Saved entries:
•••
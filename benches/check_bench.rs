//! Benchmark suite for whole-partition consistency checks.
//!
//! Covers the full pipeline: streaming bridge ingest, index build, and the
//! three scans over clean and corrupted synthetic trees.
//!
//! Run: cargo bench --bench check_bench

use std::sync::Arc;

use criterion::{criterion_group, criterion_main, BenchmarkId, Criterion};
use hfsck::{CheckOptions, ConsistencyChecker, MemoryStore, NodeId, NodeRecord, PartitionSource};

// ---------------------------------------------------------------------------
// Helpers
// ---------------------------------------------------------------------------

fn build_tree(node_count: u64) -> Arc<MemoryStore> {
    let store = Arc::new(MemoryStore::new("bench"));
    for i in 1..=node_count {
        let children: Vec<NodeId> = [2 * i, 2 * i + 1]
            .into_iter()
            .filter(|&c| c <= node_count)
            .map(|c| NodeId(c as u128))
            .collect();
        store.add_node(NodeRecord {
            id: NodeId(i as u128),
            parent: if i == 1 {
                NodeId::NO_PARENT
            } else {
                NodeId((i / 2) as u128)
            },
            children,
            references: Vec::new(),
        });
    }
    store
}

fn check(store: &Arc<MemoryStore>) {
    let mut checker = ConsistencyChecker::new(CheckOptions::default());
    let report = checker
        .check(
            Arc::clone(store) as Arc<dyn PartitionSource>,
            store.as_ref(),
        )
        .unwrap();
    assert!(report.clean || report.queued_repairs > 0);
}

// ---------------------------------------------------------------------------
// Benchmarks
// ---------------------------------------------------------------------------

fn bench_clean_tree(c: &mut Criterion) {
    let mut group = c.benchmark_group("check_clean_tree");
    for size in [1_000u64, 10_000, 100_000] {
        let store = build_tree(size);
        group.bench_with_input(BenchmarkId::from_parameter(size), &store, |b, store| {
            b.iter(|| check(store));
        });
    }
    group.finish();
}

fn bench_corrupted_tree(c: &mut Criterion) {
    let store = build_tree(10_000);
    // Every 100th leaf-ish node points at a parent that does not exist.
    for i in (9_000..10_000u64).step_by(100) {
        store.add_node(NodeRecord {
            id: NodeId(i as u128),
            parent: NodeId(5_000_000 + i as u128),
            children: Vec::new(),
            references: Vec::new(),
        });
    }

    c.bench_function("check_tree_with_orphans", |b| {
        b.iter(|| check(&store));
    });
}

criterion_group!(benches, bench_clean_tree, bench_corrupted_tree);
criterion_main!(benches);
•••
Activity: Filter the data above by the word "PartitionSource" and copy every line that matches.

Solution to this exercise:
use hfsck::{CheckOptions, ConsistencyChecker, MemoryStore, NodeId, NodeRecord, PartitionSource};
            Arc::clone(store) as Arc<dyn PartitionSource>,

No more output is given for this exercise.